Приведу также характерные примеры поэтизированного, соответственно, Аксеновым и Евтушенко политизированного мироощущения молодого советского человека «оттепельных» времен, антиподом которого является Веничка:
«Я сделаю свое дело, потому что люблю все вокруг себя, Москву и всю свою страну. Масса солнца вокруг и воздуха. Я очень силен. Я еду в институт. Я сделаю свое дело для себя, и для своего института, и для своей семьи, и для своей страны. Моя страна, когда-нибудь ты назовешь наши имена и твои поэты сложат о нас стихи. Я сделаю свое дело, чего бы мне это ни стоило.

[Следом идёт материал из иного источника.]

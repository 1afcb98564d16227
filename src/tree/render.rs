//! Plain-text rendering of a [`TableView`] for terminals.

use std::fmt::Write;

use crate::tree::table::{TableBody, TableView};

pub const LOADING_TEXT: &str = "Đang tải...";

const INDENT: &str = "    ";

/// Render a table and its expanded subtrees as indented text.
pub fn render_text(view: &TableView) -> String {
    let mut out = String::new();
    write_table(&mut out, view, 0);
    out
}

fn write_table(out: &mut String, view: &TableView, depth: usize) {
    let pad = INDENT.repeat(depth);

    match &view.body {
        TableBody::Loading => {
            let _ = writeln!(out, "{}{}", pad, LOADING_TEXT);
        }
        TableBody::Empty(message) => {
            let _ = writeln!(out, "{}{}", pad, message);
        }
        TableBody::Rows(rows) => {
            let widths = column_widths(view);
            let _ = writeln!(out, "{}    {}", pad, format_cells(&view.headers, &widths));

            for row in rows {
                let marker = match &row.expander {
                    Some(e) if e.expanded => "[-]",
                    Some(_) => "[+]",
                    None => "   ",
                };
                let _ = writeln!(out, "{}{} {}", pad, marker, format_cells(&row.cells, &widths));

                if let Some(child) = &row.child {
                    write_table(out, &child.table, depth + 1);
                }
            }
        }
    }
}

fn column_widths(view: &TableView) -> Vec<usize> {
    let mut widths: Vec<usize> = view.headers.iter().map(|h| h.chars().count()).collect();
    for row in view.rows() {
        for (i, cell) in row.cells.iter().enumerate() {
            if let Some(w) = widths.get_mut(i) {
                *w = (*w).max(cell.chars().count());
            }
        }
    }
    widths
}

fn format_cells(cells: &[String], widths: &[usize]) -> String {
    cells
        .iter()
        .zip(widths)
        .map(|(cell, width)| format!("{:<width$}", cell, width = width))
        .collect::<Vec<_>>()
        .join(" | ")
        .trim_end()
        .to_string()
}
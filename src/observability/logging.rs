//! Structured logging setup.

use tracing_subscriber::{layer::SubscriberExt, util::SubscriberInitExt, EnvFilter};

/// Filter used when `RUST_LOG` is unset.
pub fn default_directives(log_level: &str) -> String {
    format!("parking_gateway={level},gateway_cli={level},tower_http={level}", level = log_level)
}

/// Initialize the global subscriber. `RUST_LOG` overrides the configured level.
pub fn init_logging(log_level: &str) {
    let filter = EnvFilter::try_from_default_env()
        .unwrap_or_else(|_| EnvFilter::new(default_directives(log_level)));

    let result = tracing_subscriber::registry()
        .with(filter)
        .with(tracing_subscriber::fmt::layer())
        .try_init();

    if let Err(e) = result {
        eprintln!("logging already initialized: {}", e);
    }
}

В метро люди читают газеты. Заголовки утренних газет: КУБЕ УГРОЖАЕТ ОПАСНОСТЬ! АГРЕССИЯ В КОНГО РАСШИРЯЕТСЯ. В ЛАОСЕ ТРЕВОЖНО. МЫ С ТОБОЙ, ФИДЕЛЬ! ПИРАТСКИЕ НАЛЕТЫ ПРОДОЛЖАЮТСЯ. ОЛИМПИЙСКИЙ ОГОНЬ ПРОДОЛЖАЕТ СВОЙ ПУТЬ.
В темном окне трясущегося вагона отражаемся мы, пассажиры. Мы стоим плечом к плечу и читаем газеты. Жирные, сухие и такие мускулистые, как я, смешные, неряшливые, респектабельные, пижонистые, мы молчим. Мы немного не выспались. Нам жарко и неловко. Этот, справа, весь вспотел. Фидель, мы с тобой! Пираты, мы против вас. Мы несем Олимпийский огонь. Я сделаю свое дело» («Звездный билет», 1961).
Возьмите меня в наступление —не упрекнете ни в чем,лучшие из поколения,возьмите меня трубачом.
Я буду трубить наступление,ни нотой не изменю,а если не хватит дыхания,трубу на винтовку сменю.
(«Лучшим из поколения», 1956)
О советском энтузиазме размышлял и официальный советский писатель, а затем не менее официальный диссидент Виктор Некрасов:
«[Социалистическая] дисциплина построена на страхе… Простите, а энтузиазм? Вспомните. Двадцатые годы. Люди отказывались от всего, ехали… Да, ехали и доехали, как сказал мне один старик-колхозник, когда я пытался говорить ему нечто подобное… Нет энтузиазма, давно нет. Только в газетных статьях о принимаемых приветствиях родному ЦК на очередном митинге или собрании писателей. И романтика БАМа только в „Комсомолке“ да бодрых песнях по радио. БАМ – та же дисциплина. Иными словами, подчинение приказу. Не поедешь – исключим, прогоним, накажем. Есть решение – выполняй. А так как выполнить в большинстве своем невозможно… в дело вступает обман. А обман – отец разложения, растления» («Взгляд и нечто», 1977).